I really wish that Steve Jobs would quit misinforming the public. It amazes me that Apple and Adobe’s childish feud is even news worthy. I’ve had a number of people tell me that I should start looking for a new profession because HTML5 is the future and Flash is dead (link). All of them iPhone users and each of them were just tech savvy enough not to know what the hell they were talking about. Here is ten minutes worth of research to show Steve Jobs’ opinion on the matter is a bit more like a leap of blind faith.
What does this graph tell us?
Well, even through a recession, ActionScript job growth has held strong. Objective C on the other hand looks very unstable.
And this one?
Nobody seems to be able to make up their mind about how much to pay Objective C programmers. Is it worth more than HTML or not? Would you work in a development language that had the potential for a 50% pay cut if you lost your job?
http://www.hiten.net/wilberwind/wordpress/?p=826
How about this chart?
I would like someone to point out the web development language that died. Anyone? Oh wait… none of them have ever died! When somebody comes out with something better, the competition does the same. Not to mention that it took AJAX nearly ten years to catch on. As much as some people hate PHP, it is still around. As much as some people hate Microsoft, .NET is still kicking. As much as Steve Jobs hates Adobe, Flash is here to stay.
Do I hate HTML5 and think it will fail? No. I hope it succeeds. The reason I code ActionScript is because it is widely supported and cutting edge. HTML4 wasn’t enough for me. When HTML5 has a 3D engine, physics support, frameworks, blogs of examples, full browser support, and a great IDE, I’ll strongly consider it. Until then, please don’t tell me I should look for a new profession.
*Update 02/02/2010 @ 7am in response to a comment below*
Analysis:
Perl seems to be holding strong. I wish the data went back further, was there ever a significant decline? They still have a pretty big market for jobs with a steady incline. Coldfusion jobs have not gone up but have also not really gone down over the past 5 years. That’s pretty good job security for ‘dead’ languages.
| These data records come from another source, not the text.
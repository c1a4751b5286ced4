//! Error types for the matchrecon reconciliation pipeline.
//!
//! This module defines the error hierarchy, from the innermost layer out:
//!
//! - [`PathParseError`] - Malformed document paths in a mapping table
//! - [`ConfigError`] - Mapping tables and property files
//! - [`ReconcileError`] - Contract violations detected by the engine
//! - [`SourceError`] - Document / record collaborators (API, database, files)
//! - [`SinkError`] - Report export
//! - [`PipelineError`] - Top-level orchestration errors
//!
//! Unresolvable paths and unpaired roster rows are *not* errors: they are
//! recorded in the report (see [`crate::path::ResolutionFailure`] and
//! [`crate::reconcile::roster::PairingFailure`]).
//!
//! Error conversion is automatic via `From` implementations,
//! allowing `?` to work across error boundaries.

use std::path::PathBuf;
use thiserror::Error;

use crate::models::RowScope;
use crate::parser::CsvError;

// =============================================================================
// Path Errors
// =============================================================================

/// A document path that cannot be parsed into segments.
#[derive(Debug, Clone, PartialEq, Eq, Error)]
pub enum PathParseError {
    /// The path string is empty.
    #[error("path is empty")]
    Empty,

    /// Two dots in a row, or a leading/trailing dot.
    #[error("path '{path}' has an empty segment")]
    EmptySegment { path: String },

    /// A segment that is neither `key` nor `key[index]`.
    #[error("path '{path}': invalid segment '{segment}'")]
    InvalidSegment { path: String, segment: String },
}

// =============================================================================
// Configuration Errors
// =============================================================================

/// Errors while loading mapping tables or property files.
#[derive(Debug, Error)]
pub enum ConfigError {
    /// Failed to read a file.
    #[error("Failed to read '{path}': {source}")]
    Io {
        path: PathBuf,
        #[source]
        source: std::io::Error,
    },

    /// JSON syntax or shape error.
    #[error("Invalid JSON in {context}: {source}")]
    Json {
        context: String,
        #[source]
        source: serde_json::Error,
    },

    /// Invalid document path in a mapping.
    #[error("Invalid mapping path: {0}")]
    Path(#[from] PathParseError),

    /// A mapping table has no entries.
    #[error("Mapping table '{0}' is empty")]
    EmptyTable(&'static str),

    /// A mapping has an empty source field name.
    #[error("Mapping table '{table}' has an entry with an empty source field")]
    EmptySourceField { table: &'static str },

    /// The same (source, target) pair is declared twice in one table.
    #[error("Mapping table '{table}' declares {source_field} -> {target} twice")]
    DuplicateMapping {
        table: &'static str,
        source_field: String,
        target: String,
    },

    /// A normalization operation carries an invalid regex.
    #[error("Invalid regex '{pattern}' on mapping '{source_field}': {message}")]
    InvalidPattern {
        source_field: String,
        pattern: String,
        message: String,
    },

    /// A required setting is absent.
    #[error("Missing setting: {0}")]
    MissingSetting(String),
}

// =============================================================================
// Reconciliation Errors
// =============================================================================

/// Contract violations: the flat records do not carry what the mapping
/// tables declare. Fatal for the reconciliation of that match.
#[derive(Debug, Clone, PartialEq, Error)]
pub enum ReconcileError {
    /// A mapped field is absent from a flat row.
    #[error("{scope}: missing field '{field}'")]
    MissingField { field: String, scope: RowScope },

    /// The side attribute of a roster row is neither home nor away.
    #[error("roster row {row_index}: field '{field}' has unrecognised side value '{value}'")]
    InvalidSide {
        field: String,
        value: String,
        row_index: usize,
    },
}

// =============================================================================
// Collaborator Errors
// =============================================================================

/// Failures of the document or record collaborators.
///
/// Any of these means the input is absent; the engine is never run on a
/// partial input.
#[derive(Debug, Error)]
pub enum SourceError {
    /// Token request failed or the service rejected the bearer token.
    #[error("Authentication failed: {0}")]
    Auth(String),

    /// Transport-level HTTP failure.
    #[error("HTTP request failed: {0}")]
    Http(String),

    /// Non-success HTTP status.
    #[error("Unexpected status {status} from {url}")]
    Status { status: u16, url: String },

    /// Response was not JSON.
    #[error("Unexpected content type '{0}'")]
    ContentType(String),

    /// Body could not be parsed, or is not a JSON object.
    #[error("Invalid document: {0}")]
    InvalidDocument(String),

    /// No document or export exists for the match.
    #[error("Not found: {0}")]
    NotFound(String),

    /// The record source returned zero rows for the match.
    #[error("No records for match {0}")]
    NoRecords(i64),

    /// A record row is not a field map.
    #[error("Record row {0} is not an object")]
    InvalidRecord(usize),

    /// Database connectivity or query failure.
    #[error("Database error: {0}")]
    Database(String),

    /// A mapped result column of a type the record source cannot map to a scalar.
    #[error("Column '{column}' has unsupported type {type_name}")]
    UnsupportedColumn { column: String, type_name: String },

    /// An export lacks columns the mapping tables read.
    #[error("Match {match_id}: missing columns {}", columns.join(", "))]
    MissingColumns { match_id: i64, columns: Vec<String> },

    /// CSV export could not be parsed.
    #[error("CSV error: {0}")]
    Csv(#[from] CsvError),

    /// File IO error.
    #[error("IO error: {0}")]
    Io(#[from] std::io::Error),
}

// =============================================================================
// Sink Errors
// =============================================================================

/// Errors while exporting reports.
#[derive(Debug, Error)]
pub enum SinkError {
    /// IO error.
    #[error("Report IO error: {0}")]
    Io(#[from] std::io::Error),

    /// CSV writer error.
    #[error("Report CSV error: {0}")]
    Csv(#[from] csv::Error),

    /// JSON serialization error.
    #[error("Report JSON error: {0}")]
    Json(#[from] serde_json::Error),
}

// =============================================================================
// Pipeline Errors (top-level)
// =============================================================================

/// Top-level error of one match reconciliation.
///
/// This is the error type returned by [`crate::reconcile::pipeline::reconcile_match`].
#[derive(Debug, Error)]
pub enum PipelineError {
    /// Document or record source unavailable.
    #[error("Source error: {0}")]
    Source(#[from] SourceError),

    /// Mapping/schema mismatch.
    #[error("Reconcile error: {0}")]
    Reconcile(#[from] ReconcileError),

    /// Configuration error.
    #[error("Config error: {0}")]
    Config(#[from] ConfigError),

    /// Report export error.
    #[error("Sink error: {0}")]
    Sink(#[from] SinkError),
}

// =============================================================================
// Server Errors
// =============================================================================

/// HTTP server errors.
#[derive(Debug, Error)]
pub enum ServerError {
    /// Pipeline error.
    #[error("Pipeline error: {0}")]
    Pipeline(#[from] PipelineError),

    /// Invalid request.
    #[error("Invalid request: {0}")]
    BadRequest(String),
}

// =============================================================================
// Result Type Aliases
// =============================================================================

/// Result type for configuration loading.
pub type ConfigResult<T> = Result<T, ConfigError>;

/// Result type for engine operations.
pub type ReconcileResult<T> = Result<T, ReconcileError>;

/// Result type for collaborator operations.
pub type SourceResult<T> = Result<T, SourceError>;

/// Result type for report export.
pub type SinkResult<T> = Result<T, SinkError>;

/// Result type for pipeline operations.
pub type PipelineResult<T> = Result<T, PipelineError>;

/// Result type for server operations.
pub type ServerResult<T> = Result<T, ServerError>;

#[cfg(test)]
mod tests {
    use super::*;
    use crate::models::Side;

    #[test]
    fn test_error_conversion_chain() {
        // SourceError -> PipelineError
        let source_err = SourceError::NoRecords(5034295);
        let pipeline_err: PipelineError = source_err.into();
        assert!(pipeline_err.to_string().contains("5034295"));

        // ReconcileError -> PipelineError
        let reconcile_err = ReconcileError::MissingField {
            field: "GENDER".into(),
            scope: RowScope::Match,
        };
        let pipeline_err: PipelineError = reconcile_err.into();
        assert!(pipeline_err.to_string().contains("GENDER"));
    }

    #[test]
    fn test_missing_field_names_the_row() {
        let err = ReconcileError::MissingField {
            field: "MINUTES_PLAYED".into(),
            scope: RowScope::Roster {
                side: Side::Away,
                row_index: 4,
            },
        };
        let msg = err.to_string();
        assert!(msg.contains("away roster row 4"));
        assert!(msg.contains("MINUTES_PLAYED"));
    }

    #[test]
    fn test_path_error_converts_to_config_error() {
        let err: ConfigError = PathParseError::EmptySegment {
            path: "season..name".into(),
        }
        .into();
        assert!(err.to_string().contains("season..name"));
    }
}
Looks like Silverlight has seen nothing but positive growth over the past few years. Was it two years ago Microsoft and .NET developers where predicting the death of Flash due to Silverlight? Looks like there is enough market for both. If the web wants interactive maybe there is room for Flash, HTML5, and Silverlight to all grow over the next 5 years. Based on the data at hand, that would be my prediction.